Pratiquement, l’idée est d’amender le Statut de Rome, fondateur de la Cour pénale internationale, et idéalement d’instaurer une chambre dédiée aux écocides [4], qui s’appuierait sur une équipe scientifique, des enquêteurs, et serait indépendante des pouvoirs politiques et des lobbies. « L’intérêt de la CPI est aussi de juger les personnes physiques, ajoute Valérie Cabanes, ce qui pourrait davantage les responsabiliser. »

Et peut-être arrêter, enfin, ces gestes destructeurs qui sont encore posés aux quatre coins du monde, creusant notre dette écologique vis-à-vis d’une bonne partie de l’humanité présente et à venir. Si l’appât du gain, le court-termisme et l’aveuglement nous dirigent vers l’abîme, peut-être que la justice, elle, peut nous empêcher d’y sombrer.

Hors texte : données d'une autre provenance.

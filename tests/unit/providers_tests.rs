/*!
 * Tests for provider clients and the shared retry policy
 */

use std::sync::atomic::{AtomicUsize, Ordering};

use slidetran::errors::ProviderError;
use slidetran::providers::anthropic::Anthropic;
use slidetran::providers::mock::MockProvider;
use slidetran::providers::ollama::{normalize_endpoint, Ollama};
use slidetran::providers::openai::OpenAI;
use slidetran::providers::{CompletionRequest, Provider, RetryPolicy};

// Nothing listens on the discard port, so connections are refused right away
const CLOSED_ENDPOINT: &str = "http://127.0.0.1:9";

fn request() -> CompletionRequest {
    CompletionRequest {
        model: "test-model".to_string(),
        system: "Translate.".to_string(),
        user: "Translate these items:\n{\"item_0\": \"Hi\"}".to_string(),
        temperature: 0.3,
        json_output: true,
        max_tokens: 256,
    }
}

#[test]
fn test_is_transient_withStatusCodes_shouldOnlyRetryServerErrors() {
    let server = ProviderError::ApiError {
        status_code: 503,
        message: "busy".to_string(),
    };
    let client = ProviderError::ApiError {
        status_code: 400,
        message: "bad request".to_string(),
    };
    assert!(server.is_transient());
    assert!(!client.is_transient());
    assert!(ProviderError::RateLimitExceeded("slow down".to_string()).is_transient());
    assert!(ProviderError::ConnectionError("reset".to_string()).is_transient());
    assert!(!ProviderError::AuthenticationError("bad key".to_string()).is_transient());
    assert!(!ProviderError::ParseError("garbage".to_string()).is_transient());
}

#[tokio::test]
async fn test_run_withPersistentTransientError_shouldStopAfterMaxRetries() {
    let calls = AtomicUsize::new(0);
    let policy = RetryPolicy::new(2, 1);

    let result: Result<(), ProviderError> = policy
        .run("test", || async {
            calls.fetch_add(1, Ordering::SeqCst);
            Err(ProviderError::RateLimitExceeded("429".to_string()))
        })
        .await;

    assert!(matches!(result, Err(ProviderError::RateLimitExceeded(_))));
    // First attempt plus two retries
    assert_eq!(calls.load(Ordering::SeqCst), 3);
}

#[tokio::test]
async fn test_openai_complete_withClosedEndpoint_shouldReportConnectionError() {
    let provider = OpenAI::new("sk-test", CLOSED_ENDPOINT, 5, RetryPolicy::new(0, 1));

    let result = provider.complete(request()).await;

    assert!(matches!(result, Err(ProviderError::ConnectionError(_))));
}

#[tokio::test]
async fn test_anthropic_complete_withClosedEndpoint_shouldReportConnectionError() {
    let provider = Anthropic::new("key", CLOSED_ENDPOINT, 5, RetryPolicy::new(0, 1));

    let result = provider.complete(request()).await;

    assert!(matches!(result, Err(ProviderError::ConnectionError(_))));
}

#[tokio::test]
async fn test_ollama_test_connection_withClosedEndpoint_shouldFail() {
    let provider = Ollama::new(CLOSED_ENDPOINT, 5, RetryPolicy::new(0, 1)).unwrap();

    assert!(provider.test_connection().await.is_err());
    assert_eq!(provider.base_url(), "http://127.0.0.1:9");
}

#[test]
fn test_normalize_endpoint_withHttps_shouldDefaultTo443() {
    assert_eq!(normalize_endpoint("https://ollama.internal").unwrap(), "https://ollama.internal:443");
}

#[test]
fn test_openai_with_label_shouldRenameProvider() {
    let provider = OpenAI::new("", "http://localhost:1234/v1/", 5, RetryPolicy::default()).with_label("LM Studio");

    assert_eq!(provider.name(), "LM Studio");
    assert_eq!(provider.endpoint(), "http://localhost:1234/v1");
}

#[tokio::test]
async fn test_mock_test_connection_withFailingProvider_shouldFail() {
    assert!(MockProvider::failing().test_connection().await.is_err());
    assert!(MockProvider::working().test_connection().await.is_ok());
}
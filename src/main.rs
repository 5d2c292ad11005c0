// Module-specific lints configuration
#![allow(clippy::uninlined_format_args)]

use anyhow::{Context, Result};
use clap::{CommandFactory, Parser, Subcommand, ValueEnum};
use clap_complete::{generate, Shell};
use log::{info, warn, Level, LevelFilter, Log, Metadata, Record, SetLoggerError};
use std::io::Write;
use std::path::PathBuf;
use std::sync::OnceLock;

use slidetran::app_config::{Config, LogLevel, TranslationProvider};
use slidetran::app_controller::{Controller, DocumentOutcome};
use slidetran::file_utils::FileManager;

/// CLI Wrapper for TranslationProvider to implement ValueEnum
#[derive(Debug, Clone, ValueEnum)]
enum CliTranslationProvider {
    #[value(name = "openai")]
    OpenAI,
    Ollama,
    Anthropic,
    #[value(name = "lmstudio")]
    LMStudio,
}

impl From<CliTranslationProvider> for TranslationProvider {
    fn from(cli_provider: CliTranslationProvider) -> Self {
        match cli_provider {
            CliTranslationProvider::OpenAI => TranslationProvider::OpenAI,
            CliTranslationProvider::Ollama => TranslationProvider::Ollama,
            CliTranslationProvider::Anthropic => TranslationProvider::Anthropic,
            CliTranslationProvider::LMStudio => TranslationProvider::LMStudio,
        }
    }
}

/// CLI Wrapper for LogLevel to implement ValueEnum
#[derive(Debug, Clone, ValueEnum)]
enum CliLogLevel {
    Error,
    Warn,
    Info,
    Debug,
    Trace,
}

impl From<CliLogLevel> for LogLevel {
    fn from(cli_level: CliLogLevel) -> Self {
        match cli_level {
            CliLogLevel::Error => LogLevel::Error,
            CliLogLevel::Warn => LogLevel::Warn,
            CliLogLevel::Info => LogLevel::Info,
            CliLogLevel::Debug => LogLevel::Debug,
            CliLogLevel::Trace => LogLevel::Trace,
        }
    }
}

#[derive(Subcommand, Debug)]
enum Commands {
    /// Generate shell completions for slidetran
    Completions {
        /// Shell to generate completions for
        #[arg(value_enum)]
        shell: Shell,
    },
}

/// slidetran - translate PowerPoint decks into Simplified Chinese
#[derive(Parser, Debug)]
#[command(name = "slidetran")]
#[command(version)]
#[command(about = "AI-powered slide deck translation tool")]
#[command(long_about = "slidetran translates every .pptx file in an input folder into Simplified Chinese
and writes a copy with the same layout and formatting to an output folder.

EXAMPLES:
    slidetran                                    # Translate ./input into ./output
    slidetran --input-dir decks --output-dir cn  # Use other folders
    slidetran -p ollama -m qwen2.5:7b            # Use a local Ollama model
    slidetran -b 10 --log-level debug            # Smaller batches, verbose logging
    slidetran completions bash > slidetran.bash  # Generate bash completions

CONFIGURATION:
    Configuration is stored in conf.json by default. If the file doesn't exist,
    a default one is created. API keys may also come from OPENAI_API_KEY or
    ANTHROPIC_API_KEY, including via a .env file.")]
struct CommandLineOptions {
    #[command(subcommand)]
    command: Option<Commands>,

    /// Folder containing the decks to translate
    #[arg(long, value_name = "DIR")]
    input_dir: Option<String>,

    /// Folder receiving the translated decks
    #[arg(long, value_name = "DIR")]
    output_dir: Option<String>,

    /// Configuration file path
    #[arg(short, long, default_value = "conf.json")]
    config_path: PathBuf,

    /// Translation provider to use
    #[arg(short, long, value_enum)]
    provider: Option<CliTranslationProvider>,

    /// Model name to use for translation
    #[arg(short, long)]
    model: Option<String>,

    /// Number of text units sent per request
    #[arg(short, long)]
    batch_size: Option<usize>,

    /// Set logging level
    #[arg(short, long, value_enum)]
    log_level: Option<CliLogLevel>,
}

// Session log file, set once the configuration is known
static LOG_FILE: OnceLock<PathBuf> = OnceLock::new();

// @struct: Custom logger implementation
struct CustomLogger;

impl CustomLogger {
    // @initializes: Global logger; verbosity is controlled with log::set_max_level
    fn init(level: LevelFilter) -> Result<(), SetLoggerError> {
        log::set_boxed_logger(Box::new(CustomLogger))?;
        log::set_max_level(level);
        Ok(())
    }

    // @returns: Emoji for log level
    fn get_emoji_for_level(level: Level) -> &'static str {
        match level {
            Level::Error => "❌",
            Level::Warn => "🚧",
            Level::Info => "  ",
            Level::Debug => "🔍",
            Level::Trace => "📋",
        }
    }

    fn color_for_level(level: Level) -> &'static str {
        match level {
            Level::Error => "\x1B[1;31m",
            Level::Warn => "\x1B[1;33m",
            Level::Info => "\x1B[1;32m",
            Level::Debug => "\x1B[1;36m",
            Level::Trace => "\x1B[1;35m",
        }
    }
}

impl Log for CustomLogger {
    fn enabled(&self, metadata: &Metadata) -> bool {
        metadata.level() <= log::max_level()
    }

    fn log(&self, record: &Record) {
        if !self.enabled(record.metadata()) {
            return;
        }
        let now = chrono::Local::now().format("%H:%M:%S.%3f");
        let level = record.level();
        let _ = writeln!(
            std::io::stderr(),
            "{}{} {} {}\x1B[0m",
            Self::color_for_level(level),
            now,
            Self::get_emoji_for_level(level),
            record.args()
        );

        if let Some(path) = LOG_FILE.get() {
            let _ = FileManager::append_to_log_file(path, &format!("{:<5} {}", level, record.args()));
        }
    }

    fn flush(&self) {
        let _ = std::io::stderr().flush();
    }
}

#[tokio::main]
async fn main() -> Result<()> {
    CustomLogger::init(LevelFilter::Info)?;
    dotenv::dotenv().ok();

    let cli = CommandLineOptions::parse();
    if let Some(Commands::Completions { shell }) = cli.command {
        let mut cmd = CommandLineOptions::command();
        generate(shell, &mut cmd, "slidetran", &mut std::io::stdout());
        return Ok(());
    }

    run_translate(cli).await
}

async fn run_translate(options: CommandLineOptions) -> Result<()> {
    if let Some(cmd_log_level) = &options.log_level {
        let level: LogLevel = cmd_log_level.clone().into();
        log::set_max_level(level.to_level_filter());
    }

    let mut config = Config::load_or_create(&options.config_path)?;
    apply_overrides(&mut config, &options);
    config.validate().context("Configuration validation failed")?;
    log::set_max_level(config.log_level.to_level_filter());

    if !config.log_dir.is_empty() {
        let log_path = FileManager::session_log_path(&config.log_dir);
        match FileManager::ensure_dir(&config.log_dir) {
            Ok(()) => {
                let _ = LOG_FILE.set(log_path.clone());
                info!("Logging to {:?}", log_path);
            }
            Err(e) => warn!("File logging disabled: {:#}", e),
        }
    }

    info!(
        "Using {} with model {}",
        config.translation.provider.display_name(),
        config.translation.get_model()
    );

    let controller = Controller::with_config(config)?;
    controller.check_provider().await;

    let summary = controller.run_folder().await;
    for (path, outcome) in &summary.outcomes {
        match outcome {
            DocumentOutcome::Persisted(output) => info!("Success: {:?} -> {:?}", path, output),
            DocumentOutcome::Skipped => info!("Skipped: {:?}", path),
            DocumentOutcome::Failed(reason) => warn!("Failed: {:?}: {}", path, reason),
        }
    }
    info!(
        "{} translated, {} skipped, {} failed",
        summary.persisted_count(),
        summary.skipped_count(),
        summary.failed_count()
    );

    Ok(())
}

fn apply_overrides(config: &mut Config, options: &CommandLineOptions) {
    if let Some(provider) = &options.provider {
        config.translation.provider = provider.clone().into();
    }
    if let Some(model) = &options.model {
        config.set_model(model.clone());
    }
    if let Some(batch_size) = options.batch_size {
        config.translation.common.batch_size = batch_size;
    }
    if let Some(input_dir) = &options.input_dir {
        config.document.input_dir = input_dir.clone();
    }
    if let Some(output_dir) = &options.output_dir {
        config.document.output_dir = output_dir.clone();
    }
    if let Some(log_level) = &options.log_level {
        config.log_level = log_level.clone().into();
    }
}
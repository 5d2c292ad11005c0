/*!
 * Prompt construction for slide translation.
 *
 * This module provides:
 * - The fixed system instruction for UI/localization translation
 * - The batch payload (`item_0 .. item_{n-1}`) and the user message around it
 */

pub mod templates;

// Re-export main types
pub use templates::{item_key, payload_of, PromptTemplate, TranslationPromptBuilder, USER_MESSAGE_PREFIX};
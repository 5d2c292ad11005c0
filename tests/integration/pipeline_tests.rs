/*!
 * End-to-end tests: folder runs through locate, translate, reinsert and persist
 */

use anyhow::Result;
use std::fs;

use slidetran::app_controller::{Controller, DocumentOutcome};
use slidetran::deck::{Presentation, ShapeKind};
use slidetran::providers::mock::MockProvider;
use slidetran::slides::locate_text_units;

use crate::common::{
    self, linked_paragraph, mock_service, paragraph, picture_shape, styled_paragraph, table_shape, text_shape,
    DeckBuilder,
};

fn sample_deck() -> DeckBuilder {
    DeckBuilder::new()
        .slide(vec![
            text_shape(2, &[styled_paragraph("Welcome"), paragraph("Agenda")]),
            picture_shape(3),
        ])
        .slide_with_links(
            vec![
                table_shape(2, &[&["Metric", "Value"], &["Users", ""]]),
                text_shape(3, &[linked_paragraph("https://example.com", "rId2"), paragraph("Questions?")]),
            ],
            &[("rId2", "https://example.com")],
        )
}

#[tokio::test]
async fn test_run_folder_withSampleDeck_shouldTranslateEveryUnitInPlace() -> Result<()> {
    let input = common::create_temp_dir()?;
    let output = common::create_temp_dir()?;
    let source_path = sample_deck().write_to(input.path(), "talk.pptx")?;
    let provider = MockProvider::working();
    let controller = Controller::with_service(
        common::test_config(input.path(), output.path()),
        mock_service(provider.clone()),
    )
    .without_progress();

    let summary = controller.run_folder().await;

    assert_eq!(summary.persisted_count(), 1);
    assert_eq!(summary.failed_count(), 0);
    let expected_path = output.path().join("talk_cn.pptx");
    assert_eq!(
        summary.outcomes,
        vec![(source_path.clone(), DocumentOutcome::Persisted(expected_path.clone()))]
    );

    let source = Presentation::open(&source_path)?;
    let translated = Presentation::open(&expected_path)?;
    let before = locate_text_units(&source);
    let after = locate_text_units(&translated);

    // Same positions, each text replaced by its own translation
    assert_eq!(before.contents, vec!["Welcome", "Agenda", "Metric", "Value", "Users", "Questions?"]);
    assert_eq!(after.locations, before.locations);
    let expected: Vec<String> = before
        .contents
        .iter()
        .map(|text| MockProvider::expected_translation(text))
        .collect();
    assert_eq!(after.contents, expected);

    // One request for six units with the default batch size
    assert_eq!(provider.request_count(), 1);
    Ok(())
}

#[tokio::test]
async fn test_run_folder_withHyperlink_shouldLeaveLinkedTextUntouched() -> Result<()> {
    let input = common::create_temp_dir()?;
    let output = common::create_temp_dir()?;
    sample_deck().write_to(input.path(), "talk.pptx")?;
    let controller = Controller::with_service(
        common::test_config(input.path(), output.path()),
        mock_service(MockProvider::working()),
    )
    .without_progress();

    controller.run_folder().await;

    let translated = Presentation::open(output.path().join("talk_cn.pptx"))?;
    let shapes = translated.slides()[1].shapes();
    let ShapeKind::PlainText(frame) = shapes[1].kind() else {
        panic!("expected a text shape");
    };
    let paragraphs = frame.paragraphs();
    assert_eq!(paragraphs[0].text(), "https://example.com");
    assert_eq!(paragraphs[1].text(), MockProvider::expected_translation("Questions?"));
    Ok(())
}

#[tokio::test]
async fn test_run_folder_withSmallBatches_shouldKeepOrderAcrossBatches() -> Result<()> {
    let input = common::create_temp_dir()?;
    let output = common::create_temp_dir()?;
    let lines: Vec<String> = (0..7).map(|i| paragraph(&format!("Line {}", i))).collect();
    DeckBuilder::new().slide(vec![text_shape(2, &lines)]).write_to(input.path(), "long.pptx")?;
    let mut config = common::test_config(input.path(), output.path());
    config.translation.common.batch_size = 3;
    let provider = MockProvider::working();
    let controller = Controller::with_service(config, mock_service(provider.clone())).without_progress();

    let summary = controller.run_folder().await;

    assert_eq!(summary.persisted_count(), 1);
    assert_eq!(provider.request_count(), 3);
    let translated = Presentation::open(output.path().join("long_cn.pptx"))?;
    let after = locate_text_units(&translated);
    let expected: Vec<String> = (0..7)
        .map(|i| MockProvider::expected_translation(&format!("Line {}", i)))
        .collect();
    assert_eq!(after.contents, expected);
    Ok(())
}

#[tokio::test]
async fn test_run_folder_withMixedInputs_shouldContinuePastFailures() -> Result<()> {
    let input = common::create_temp_dir()?;
    let output = common::create_temp_dir()?;
    common::create_test_file(input.path(), "a_broken.pptx", b"this is not a presentation")?;
    DeckBuilder::new()
        .slide(vec![picture_shape(2)])
        .write_to(input.path(), "b_pictures.pptx")?;
    sample_deck().write_to(input.path(), "c_talk.pptx")?;
    common::create_test_file(input.path(), "readme.txt", b"ignored")?;
    let controller = Controller::with_service(
        common::test_config(input.path(), output.path()),
        mock_service(MockProvider::working()),
    )
    .without_progress();

    let summary = controller.run_folder().await;

    assert_eq!(summary.outcomes.len(), 3);
    assert!(matches!(summary.outcomes[0].1, DocumentOutcome::Failed(_)));
    assert_eq!(summary.outcomes[1].1, DocumentOutcome::Skipped);
    assert!(matches!(summary.outcomes[2].1, DocumentOutcome::Persisted(_)));

    // Only the translated deck produces output
    let written: Vec<String> = fs::read_dir(output.path())?
        .filter_map(|entry| entry.ok())
        .map(|entry| entry.file_name().to_string_lossy().to_string())
        .collect();
    assert_eq!(written, vec!["c_talk_cn.pptx"]);
    Ok(())
}

#[tokio::test]
async fn test_process_document_withFailingProvider_shouldFailWithoutOutput() -> Result<()> {
    let input = common::create_temp_dir()?;
    let output = common::create_temp_dir()?;
    let path = sample_deck().write_to(input.path(), "talk.pptx")?;
    let controller = Controller::with_service(
        common::test_config(input.path(), output.path()),
        mock_service(MockProvider::failing()),
    )
    .without_progress();

    let outcome = controller.process_document(&path).await;

    assert!(matches!(outcome, DocumentOutcome::Failed(ref reason) if reason.contains("500")));
    assert!(!output.path().join("talk_cn.pptx").exists());
    Ok(())
}

#[tokio::test]
async fn test_process_document_withMissingKeys_shouldKeepSourceForThoseUnits() -> Result<()> {
    let input = common::create_temp_dir()?;
    let output = common::create_temp_dir()?;
    let path = DeckBuilder::new()
        .slide(vec![text_shape(2, &[paragraph("A"), paragraph("B"), paragraph("C")])])
        .write_to(input.path(), "abc.pptx")?;
    let controller = Controller::with_service(
        common::test_config(input.path(), output.path()),
        mock_service(MockProvider::fixed(r#"{"item_0": "甲", "item_2": "丙"}"#)),
    )
    .without_progress();

    let outcome = controller.process_document(&path).await;

    let saved = match outcome {
        DocumentOutcome::Persisted(saved) => saved,
        other => panic!("expected the document to be saved, got {:?}", other),
    };
    let translated = Presentation::open(saved)?;
    assert_eq!(locate_text_units(&translated).contents, vec!["甲", "B", "丙"]);
    Ok(())
}

#[tokio::test]
async fn test_run_folder_withMissingInputDir_shouldReturnEmptySummary() -> Result<()> {
    let output = common::create_temp_dir()?;
    let missing = output.path().join("does-not-exist");
    let controller = Controller::with_service(
        common::test_config(&missing, output.path()),
        mock_service(MockProvider::working()),
    )
    .without_progress();

    let summary = controller.run_folder().await;

    assert!(summary.is_empty());
    Ok(())
}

[1Des écocrimes à l’écocide (dir.), p. 381.

[2Pour être exacts, la constitution d’une dizaine de pays – Vietnam en tête, pour des raisons historiques évidentes – comprennent la notion d’écocide.

[3Laurent Neyret, ibidem, p. 394.

[4Toutes les affaires ne doivent pas passer par la Haye, un Etat pouvant nommer un juge national qui sera alors compétent dans son propre pays.

Source : Imagine demain le monde, janvier/février 2016.